Exercise prompt:
Locate each line in the records containing "tick". Copy it.

---------- Given entries

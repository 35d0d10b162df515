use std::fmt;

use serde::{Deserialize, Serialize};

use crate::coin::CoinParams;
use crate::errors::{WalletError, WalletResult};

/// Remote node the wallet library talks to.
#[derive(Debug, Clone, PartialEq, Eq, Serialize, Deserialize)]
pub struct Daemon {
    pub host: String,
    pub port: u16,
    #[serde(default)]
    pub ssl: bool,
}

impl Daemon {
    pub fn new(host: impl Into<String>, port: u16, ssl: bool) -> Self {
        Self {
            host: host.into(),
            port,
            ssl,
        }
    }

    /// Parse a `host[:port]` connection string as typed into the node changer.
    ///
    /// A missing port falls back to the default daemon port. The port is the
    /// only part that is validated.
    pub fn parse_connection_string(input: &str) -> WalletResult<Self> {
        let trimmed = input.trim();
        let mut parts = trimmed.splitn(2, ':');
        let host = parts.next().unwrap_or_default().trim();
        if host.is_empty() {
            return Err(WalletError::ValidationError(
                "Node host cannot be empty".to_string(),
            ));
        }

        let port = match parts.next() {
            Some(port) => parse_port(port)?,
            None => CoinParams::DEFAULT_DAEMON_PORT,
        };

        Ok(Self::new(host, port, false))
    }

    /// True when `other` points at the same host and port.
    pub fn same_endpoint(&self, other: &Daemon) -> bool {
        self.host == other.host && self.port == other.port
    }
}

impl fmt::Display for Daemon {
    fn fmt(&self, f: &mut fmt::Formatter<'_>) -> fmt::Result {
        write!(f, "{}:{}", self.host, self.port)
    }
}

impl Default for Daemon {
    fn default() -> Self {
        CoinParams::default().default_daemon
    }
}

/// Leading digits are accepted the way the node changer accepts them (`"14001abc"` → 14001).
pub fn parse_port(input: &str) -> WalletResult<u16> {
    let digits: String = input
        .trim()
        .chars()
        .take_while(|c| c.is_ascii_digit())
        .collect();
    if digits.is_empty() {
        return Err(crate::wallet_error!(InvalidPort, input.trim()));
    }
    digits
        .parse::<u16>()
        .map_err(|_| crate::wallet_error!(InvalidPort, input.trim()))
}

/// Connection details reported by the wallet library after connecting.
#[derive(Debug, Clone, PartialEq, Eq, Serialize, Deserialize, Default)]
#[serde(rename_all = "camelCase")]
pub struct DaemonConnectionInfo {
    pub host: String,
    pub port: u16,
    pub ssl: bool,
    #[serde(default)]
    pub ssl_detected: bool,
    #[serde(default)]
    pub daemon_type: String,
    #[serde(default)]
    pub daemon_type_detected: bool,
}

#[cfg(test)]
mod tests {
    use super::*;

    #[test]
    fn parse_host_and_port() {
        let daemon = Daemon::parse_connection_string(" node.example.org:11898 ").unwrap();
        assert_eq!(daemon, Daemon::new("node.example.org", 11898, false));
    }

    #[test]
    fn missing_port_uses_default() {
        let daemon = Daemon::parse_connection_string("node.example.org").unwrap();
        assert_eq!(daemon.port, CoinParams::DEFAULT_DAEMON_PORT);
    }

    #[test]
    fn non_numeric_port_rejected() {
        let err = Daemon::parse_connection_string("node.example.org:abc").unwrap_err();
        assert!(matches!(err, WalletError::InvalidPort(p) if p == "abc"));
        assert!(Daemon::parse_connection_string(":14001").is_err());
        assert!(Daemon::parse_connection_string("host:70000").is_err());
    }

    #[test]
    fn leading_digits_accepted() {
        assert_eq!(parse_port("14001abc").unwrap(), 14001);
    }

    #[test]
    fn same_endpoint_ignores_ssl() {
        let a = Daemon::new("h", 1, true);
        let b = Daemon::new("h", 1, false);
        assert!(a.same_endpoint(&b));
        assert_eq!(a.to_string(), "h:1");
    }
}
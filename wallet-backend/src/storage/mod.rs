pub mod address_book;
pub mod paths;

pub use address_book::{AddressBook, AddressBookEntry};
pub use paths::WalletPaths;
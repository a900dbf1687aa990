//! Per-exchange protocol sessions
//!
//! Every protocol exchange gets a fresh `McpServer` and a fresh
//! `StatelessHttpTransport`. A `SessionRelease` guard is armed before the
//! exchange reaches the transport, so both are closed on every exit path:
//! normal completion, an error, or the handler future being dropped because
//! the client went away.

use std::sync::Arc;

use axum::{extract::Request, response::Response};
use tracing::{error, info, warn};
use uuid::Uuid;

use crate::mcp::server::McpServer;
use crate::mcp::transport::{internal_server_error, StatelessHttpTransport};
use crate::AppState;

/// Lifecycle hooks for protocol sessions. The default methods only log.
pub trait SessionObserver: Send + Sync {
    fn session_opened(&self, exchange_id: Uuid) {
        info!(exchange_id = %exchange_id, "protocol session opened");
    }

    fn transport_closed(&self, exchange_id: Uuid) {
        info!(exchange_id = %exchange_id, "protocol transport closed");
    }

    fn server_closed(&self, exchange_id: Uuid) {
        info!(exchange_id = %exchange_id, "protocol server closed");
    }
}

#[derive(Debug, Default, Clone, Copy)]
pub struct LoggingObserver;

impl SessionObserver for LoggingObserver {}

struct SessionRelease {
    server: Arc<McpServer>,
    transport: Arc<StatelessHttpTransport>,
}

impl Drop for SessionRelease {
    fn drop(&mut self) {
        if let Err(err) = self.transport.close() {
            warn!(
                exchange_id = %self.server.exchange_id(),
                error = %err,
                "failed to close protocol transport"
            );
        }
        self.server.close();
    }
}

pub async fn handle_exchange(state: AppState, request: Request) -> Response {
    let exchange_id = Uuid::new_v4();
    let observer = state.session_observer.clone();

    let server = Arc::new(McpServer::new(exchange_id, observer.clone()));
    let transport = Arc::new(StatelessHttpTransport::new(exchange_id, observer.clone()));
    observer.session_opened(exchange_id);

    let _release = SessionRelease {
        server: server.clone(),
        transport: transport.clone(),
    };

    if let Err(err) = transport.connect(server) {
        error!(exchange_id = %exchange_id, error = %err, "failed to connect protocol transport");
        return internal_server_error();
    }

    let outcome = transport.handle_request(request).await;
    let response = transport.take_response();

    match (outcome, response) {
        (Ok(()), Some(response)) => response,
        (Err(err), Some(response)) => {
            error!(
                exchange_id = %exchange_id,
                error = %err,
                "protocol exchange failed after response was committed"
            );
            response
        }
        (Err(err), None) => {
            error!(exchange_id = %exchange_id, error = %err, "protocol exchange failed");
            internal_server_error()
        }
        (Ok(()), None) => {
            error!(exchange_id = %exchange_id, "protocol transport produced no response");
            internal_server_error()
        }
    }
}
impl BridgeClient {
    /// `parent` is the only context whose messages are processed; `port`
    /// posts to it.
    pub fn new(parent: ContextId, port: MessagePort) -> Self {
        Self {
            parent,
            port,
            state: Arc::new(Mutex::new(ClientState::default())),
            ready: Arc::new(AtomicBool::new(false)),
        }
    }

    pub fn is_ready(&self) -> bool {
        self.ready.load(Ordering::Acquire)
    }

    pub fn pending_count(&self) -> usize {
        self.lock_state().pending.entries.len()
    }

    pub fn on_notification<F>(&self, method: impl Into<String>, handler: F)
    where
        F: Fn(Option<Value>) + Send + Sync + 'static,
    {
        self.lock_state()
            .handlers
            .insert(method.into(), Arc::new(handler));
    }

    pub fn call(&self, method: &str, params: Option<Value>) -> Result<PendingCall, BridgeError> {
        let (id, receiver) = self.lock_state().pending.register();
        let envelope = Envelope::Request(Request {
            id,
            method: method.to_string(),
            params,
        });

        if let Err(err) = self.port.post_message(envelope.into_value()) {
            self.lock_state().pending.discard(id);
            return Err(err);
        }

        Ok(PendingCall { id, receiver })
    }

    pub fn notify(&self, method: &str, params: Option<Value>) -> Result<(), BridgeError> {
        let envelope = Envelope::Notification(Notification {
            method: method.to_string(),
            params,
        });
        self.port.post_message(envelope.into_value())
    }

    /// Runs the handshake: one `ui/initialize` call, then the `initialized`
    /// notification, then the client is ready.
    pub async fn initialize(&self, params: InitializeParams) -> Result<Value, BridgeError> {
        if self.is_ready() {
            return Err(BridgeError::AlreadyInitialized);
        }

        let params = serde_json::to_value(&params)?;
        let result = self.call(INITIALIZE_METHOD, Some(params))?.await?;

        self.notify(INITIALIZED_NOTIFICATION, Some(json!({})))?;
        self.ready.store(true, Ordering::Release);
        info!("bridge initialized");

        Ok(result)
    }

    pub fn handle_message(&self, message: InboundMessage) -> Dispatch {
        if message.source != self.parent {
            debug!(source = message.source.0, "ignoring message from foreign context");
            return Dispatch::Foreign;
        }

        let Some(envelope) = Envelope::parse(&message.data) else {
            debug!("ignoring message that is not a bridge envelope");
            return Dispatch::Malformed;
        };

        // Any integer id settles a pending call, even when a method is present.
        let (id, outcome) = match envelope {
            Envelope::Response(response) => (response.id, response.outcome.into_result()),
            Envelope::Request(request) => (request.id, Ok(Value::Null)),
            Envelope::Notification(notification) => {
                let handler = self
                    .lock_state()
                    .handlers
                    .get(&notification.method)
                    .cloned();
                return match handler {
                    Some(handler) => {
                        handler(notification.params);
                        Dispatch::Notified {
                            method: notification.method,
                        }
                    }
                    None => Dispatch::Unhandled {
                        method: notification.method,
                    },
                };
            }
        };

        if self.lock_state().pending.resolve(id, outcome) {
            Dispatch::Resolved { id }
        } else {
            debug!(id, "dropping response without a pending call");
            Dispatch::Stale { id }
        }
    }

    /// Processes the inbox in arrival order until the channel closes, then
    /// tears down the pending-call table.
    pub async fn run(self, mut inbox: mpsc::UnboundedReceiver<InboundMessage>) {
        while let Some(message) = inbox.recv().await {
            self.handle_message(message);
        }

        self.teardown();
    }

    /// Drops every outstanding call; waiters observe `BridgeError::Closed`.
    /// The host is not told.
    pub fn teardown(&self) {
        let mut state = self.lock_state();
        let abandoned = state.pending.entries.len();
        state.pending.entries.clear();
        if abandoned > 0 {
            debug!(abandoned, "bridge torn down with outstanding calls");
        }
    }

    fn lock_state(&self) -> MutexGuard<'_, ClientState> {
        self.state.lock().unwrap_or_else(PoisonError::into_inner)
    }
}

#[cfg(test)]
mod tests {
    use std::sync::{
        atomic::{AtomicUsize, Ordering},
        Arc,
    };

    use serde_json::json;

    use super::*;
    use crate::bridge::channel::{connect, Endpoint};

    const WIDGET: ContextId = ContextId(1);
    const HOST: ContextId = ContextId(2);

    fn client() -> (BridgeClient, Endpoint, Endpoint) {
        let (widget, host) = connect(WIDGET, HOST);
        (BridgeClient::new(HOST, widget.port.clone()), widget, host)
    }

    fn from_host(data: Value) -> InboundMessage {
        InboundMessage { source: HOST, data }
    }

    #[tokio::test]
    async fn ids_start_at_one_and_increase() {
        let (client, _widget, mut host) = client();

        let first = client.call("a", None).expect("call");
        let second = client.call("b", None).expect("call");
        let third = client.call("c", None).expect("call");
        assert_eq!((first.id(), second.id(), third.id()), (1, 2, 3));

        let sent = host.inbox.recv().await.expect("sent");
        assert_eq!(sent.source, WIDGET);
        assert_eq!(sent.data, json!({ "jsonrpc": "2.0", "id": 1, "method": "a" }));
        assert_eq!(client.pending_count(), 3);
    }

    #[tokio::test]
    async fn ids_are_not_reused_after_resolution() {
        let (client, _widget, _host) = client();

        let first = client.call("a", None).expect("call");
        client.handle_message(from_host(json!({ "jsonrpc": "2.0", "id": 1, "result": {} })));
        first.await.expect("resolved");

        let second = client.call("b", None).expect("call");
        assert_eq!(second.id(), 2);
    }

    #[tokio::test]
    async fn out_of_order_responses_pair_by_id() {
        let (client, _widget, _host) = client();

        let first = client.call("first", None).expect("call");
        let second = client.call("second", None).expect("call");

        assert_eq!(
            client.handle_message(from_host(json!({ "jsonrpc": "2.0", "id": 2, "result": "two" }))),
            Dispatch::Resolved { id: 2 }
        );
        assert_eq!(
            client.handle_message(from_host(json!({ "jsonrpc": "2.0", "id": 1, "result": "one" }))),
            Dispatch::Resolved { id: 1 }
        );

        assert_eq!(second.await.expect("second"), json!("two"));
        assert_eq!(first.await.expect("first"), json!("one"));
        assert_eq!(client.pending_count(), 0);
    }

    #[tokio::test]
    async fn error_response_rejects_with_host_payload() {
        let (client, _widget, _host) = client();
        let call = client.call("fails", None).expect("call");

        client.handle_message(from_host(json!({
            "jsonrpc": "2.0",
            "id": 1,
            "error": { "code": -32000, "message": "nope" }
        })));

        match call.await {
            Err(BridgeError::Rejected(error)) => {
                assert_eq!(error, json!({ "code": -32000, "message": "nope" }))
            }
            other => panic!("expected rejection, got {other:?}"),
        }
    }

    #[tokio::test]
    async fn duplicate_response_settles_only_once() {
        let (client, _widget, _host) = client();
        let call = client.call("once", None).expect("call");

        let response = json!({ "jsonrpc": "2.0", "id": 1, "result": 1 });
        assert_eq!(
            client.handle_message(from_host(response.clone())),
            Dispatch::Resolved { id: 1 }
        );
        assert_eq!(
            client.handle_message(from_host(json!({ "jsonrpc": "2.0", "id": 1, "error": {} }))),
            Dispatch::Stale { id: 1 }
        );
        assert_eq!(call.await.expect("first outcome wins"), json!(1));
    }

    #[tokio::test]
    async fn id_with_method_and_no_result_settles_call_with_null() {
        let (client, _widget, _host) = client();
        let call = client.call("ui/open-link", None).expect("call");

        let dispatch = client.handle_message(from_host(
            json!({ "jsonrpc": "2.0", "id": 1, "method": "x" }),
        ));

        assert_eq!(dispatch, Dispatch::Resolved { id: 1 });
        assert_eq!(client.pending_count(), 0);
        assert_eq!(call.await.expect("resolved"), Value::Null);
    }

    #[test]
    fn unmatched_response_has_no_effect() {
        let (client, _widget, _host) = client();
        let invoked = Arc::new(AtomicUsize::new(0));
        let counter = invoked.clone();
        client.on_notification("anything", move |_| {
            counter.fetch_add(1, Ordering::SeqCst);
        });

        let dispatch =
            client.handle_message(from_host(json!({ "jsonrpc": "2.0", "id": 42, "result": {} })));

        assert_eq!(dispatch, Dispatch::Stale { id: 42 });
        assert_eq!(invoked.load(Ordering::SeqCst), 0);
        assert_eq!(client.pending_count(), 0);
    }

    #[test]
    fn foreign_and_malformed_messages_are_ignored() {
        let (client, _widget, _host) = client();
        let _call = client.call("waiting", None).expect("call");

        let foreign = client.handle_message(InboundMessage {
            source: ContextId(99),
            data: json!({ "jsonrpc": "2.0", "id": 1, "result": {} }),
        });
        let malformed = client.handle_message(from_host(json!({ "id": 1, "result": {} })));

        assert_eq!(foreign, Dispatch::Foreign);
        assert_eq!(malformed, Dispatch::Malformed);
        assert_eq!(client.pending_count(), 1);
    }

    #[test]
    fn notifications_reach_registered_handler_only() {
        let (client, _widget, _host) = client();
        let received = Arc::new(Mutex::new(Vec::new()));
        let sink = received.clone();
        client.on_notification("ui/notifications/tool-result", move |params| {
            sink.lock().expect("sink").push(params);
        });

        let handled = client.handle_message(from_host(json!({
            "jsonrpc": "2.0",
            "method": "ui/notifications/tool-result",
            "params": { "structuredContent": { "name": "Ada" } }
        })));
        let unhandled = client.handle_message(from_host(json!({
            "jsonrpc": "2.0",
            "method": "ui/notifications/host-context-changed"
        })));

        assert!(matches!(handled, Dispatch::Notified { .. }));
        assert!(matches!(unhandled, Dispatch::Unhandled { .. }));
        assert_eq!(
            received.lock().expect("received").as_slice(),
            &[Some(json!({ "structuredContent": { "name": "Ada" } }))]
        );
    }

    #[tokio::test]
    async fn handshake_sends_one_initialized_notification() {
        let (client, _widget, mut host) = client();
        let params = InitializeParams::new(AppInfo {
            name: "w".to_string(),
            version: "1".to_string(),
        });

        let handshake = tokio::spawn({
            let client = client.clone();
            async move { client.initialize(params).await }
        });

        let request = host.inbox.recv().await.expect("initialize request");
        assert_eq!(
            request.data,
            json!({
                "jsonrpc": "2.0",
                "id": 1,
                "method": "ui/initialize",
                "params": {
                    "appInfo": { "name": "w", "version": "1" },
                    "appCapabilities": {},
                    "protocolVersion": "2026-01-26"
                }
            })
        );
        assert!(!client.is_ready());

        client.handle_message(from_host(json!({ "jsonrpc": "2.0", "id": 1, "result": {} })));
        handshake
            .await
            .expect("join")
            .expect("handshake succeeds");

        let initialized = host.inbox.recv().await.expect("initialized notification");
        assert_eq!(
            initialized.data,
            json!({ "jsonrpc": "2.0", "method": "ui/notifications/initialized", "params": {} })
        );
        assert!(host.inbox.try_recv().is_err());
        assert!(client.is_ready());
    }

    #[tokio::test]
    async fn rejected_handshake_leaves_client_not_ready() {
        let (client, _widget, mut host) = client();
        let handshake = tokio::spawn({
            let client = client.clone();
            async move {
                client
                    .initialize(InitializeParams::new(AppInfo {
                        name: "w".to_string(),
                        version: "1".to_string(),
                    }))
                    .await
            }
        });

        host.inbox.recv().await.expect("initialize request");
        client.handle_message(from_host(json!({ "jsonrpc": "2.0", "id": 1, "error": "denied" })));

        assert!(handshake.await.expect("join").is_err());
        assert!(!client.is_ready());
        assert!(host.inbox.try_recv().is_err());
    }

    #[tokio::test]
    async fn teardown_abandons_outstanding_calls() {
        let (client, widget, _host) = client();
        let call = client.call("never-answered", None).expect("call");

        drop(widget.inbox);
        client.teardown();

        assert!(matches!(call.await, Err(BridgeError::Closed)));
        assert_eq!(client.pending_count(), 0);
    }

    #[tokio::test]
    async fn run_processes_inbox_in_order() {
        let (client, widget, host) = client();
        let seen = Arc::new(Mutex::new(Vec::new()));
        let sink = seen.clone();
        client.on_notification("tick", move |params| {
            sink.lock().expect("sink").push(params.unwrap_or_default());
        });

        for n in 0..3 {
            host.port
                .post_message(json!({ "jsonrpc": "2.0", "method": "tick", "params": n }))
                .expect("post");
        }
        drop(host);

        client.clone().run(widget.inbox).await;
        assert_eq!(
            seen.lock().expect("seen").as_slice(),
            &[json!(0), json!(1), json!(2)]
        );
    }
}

--------------------

Written solution:
        client.on_notification("tick", move |params| {
                .post_message(json!({ "jsonrpc": "2.0", "method": "tick", "params": n }))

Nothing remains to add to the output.